CN114849490A - Preparation method of high-efficiency low-resistance super-hydrophobic nanofiber composite membrane - Google Patents

Abstract

The invention discloses a preparation method of a high-efficiency low-resistance super-hydrophobic nanofiber composite membrane, which comprises a lower supporting layer, a middle nanofiber layer and a surface microsphere layer, wherein the lower supporting layer is arranged on the lower surface of the middle nanofiber layer; the supporting layer is a non-woven fabric which plays a role in supporting and protecting; the nanofiber layer is polyvinylidene fluoride (PVDF) nanofibers without microspheres; the microsphere layer is polyvinylidene fluoride (PVDF) nanofiber with microspheres. The preparation method comprises the steps of dissolving polyvinylidene fluoride (PVDF) in an organic solvent to prepare an electrostatic spinning solution, and then sequentially spinning through a needleless electrostatic spinning machine to obtain a nanofiber layer and a microsphere layer. The filter membrane prepared by the electrostatic spinning technology has small filtration resistance and high filtration efficiency, and solves the problem that the conventional filter membrane is difficult to realize high-efficiency filtration on the premise of small filtration resistance. The super-hydrophobic layer provided by the invention utilizes the hydrophobicity of PVDF and a rough structure provided by PVDF microspheres, and does not need to add other hydrophobic agents. The preparation method is simple and the preparation process is controllable.

Description

Preparation method of high-efficiency low-resistance super-hydrophobic nanofiber composite membrane

Technical Field

The invention belongs to the field of preparation of filtering membranes, and relates to a preparation method of a high-efficiency low-resistance super-hydrophobic nanofiber composite membrane.

Background

The hydrophobic membrane has excellent waterproof and anti-fouling performances and self-cleaning performances, and can be widely applied to the fields of gas absorption, membrane distillation, oil-water separation and the like.

The traditional hydrophobic membrane is prepared by a coating method, a grafting method and other methods, the preparation process is complex, and the hydrophobic coating prepared by the coating and other processes is easy to fall off and has low mechanical strength.

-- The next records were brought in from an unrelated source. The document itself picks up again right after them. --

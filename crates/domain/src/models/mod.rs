//! Per-entity configuration. Each module declares one `EntityDefinition`.

use serde::{Deserialize, Serialize};
use strum_macros::{Display, EnumIter, EnumString};

use crate::entity::EntityDefinition;

pub mod ai_addon;
pub mod asset_category;
pub mod asset_part;
pub mod asset_type;
pub mod assignment_type;
pub mod company;
pub mod manufacturer;
pub mod partner;
pub mod plan;
pub mod service_type;
pub mod user;
pub mod vendor;
pub mod work_order_stage;
pub mod work_order_type;

#[derive(
    Debug, Clone, Copy, PartialEq, Eq, Hash, Serialize, Deserialize, EnumString, Display, EnumIter,
)]
#[serde(rename_all = "kebab-case")]
#[strum(serialize_all = "kebab-case")]
pub enum EntityKind {
    Company,
    Partner,
    User,
    Plan,
    AiAddon,
    AssetCategory,
    AssetType,
    AssetPart,
    Manufacturer,
    Vendor,
    ServiceType,
    WorkOrderStage,
    WorkOrderType,
    AssignmentType,
}

impl EntityKind {
    pub fn definition(self) -> &'static EntityDefinition {
        match self {
            Self::Company => &company::DEFINITION,
            Self::Partner => &partner::DEFINITION,
            Self::User => &user::DEFINITION,
            Self::Plan => &plan::DEFINITION,
            Self::AiAddon => &ai_addon::DEFINITION,
            Self::AssetCategory => &asset_category::DEFINITION,
            Self::AssetType => &asset_type::DEFINITION,
            Self::AssetPart => &asset_part::DEFINITION,
            Self::Manufacturer => &manufacturer::DEFINITION,
            Self::Vendor => &vendor::DEFINITION,
            Self::ServiceType => &service_type::DEFINITION,
            Self::WorkOrderStage => &work_order_stage::DEFINITION,
            Self::WorkOrderType => &work_order_type::DEFINITION,
            Self::AssignmentType => &assignment_type::DEFINITION,
        }
    }

    /// Master data is the reference catalog other records point at.
    pub fn is_master_data(self) -> bool {
        !matches!(
            self,
            Self::Company | Self::Partner | Self::User | Self::Plan | Self::AiAddon
        )
    }

    pub fn from_slug(slug: &str) -> Option<Self> {
        use strum::IntoEnumIterator;
        Self::iter().find(|kind| kind.definition().slug == slug)
    }
}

The method utilizes the electrostatic spinning process to electrically spin the polyvinylidene fluoride (PVDF), utilizes the hydrophobicity of the PVDF and the PVDF microspheres to provide a certain coarse structure so as to obtain the super-hydrophobic surface, does not need to add other hydrophobic agents, and has low cost and simple process. And the traditional filter membrane has the defects of low filtration efficiency, large filtration resistance and the like, and is difficult to ensure that the traditional filter membrane has higher filtration efficiency on the premise of lower filtration resistance, and the electrospun nanofiber has the advantages of small fiber diameter, large specific surface area and the like, so that the direct interception effect of the electrospun nanofiber on particle filtration is more obvious under the condition of the same air pressure loss in the air filtration process, and the filtration efficiency of the membrane is favorably improved. The advantages of the electrospun nanofibers in filtration enable the electrospun nanofibers to gradually replace traditional filtration membranes and be applied to various high-efficiency filtration devices.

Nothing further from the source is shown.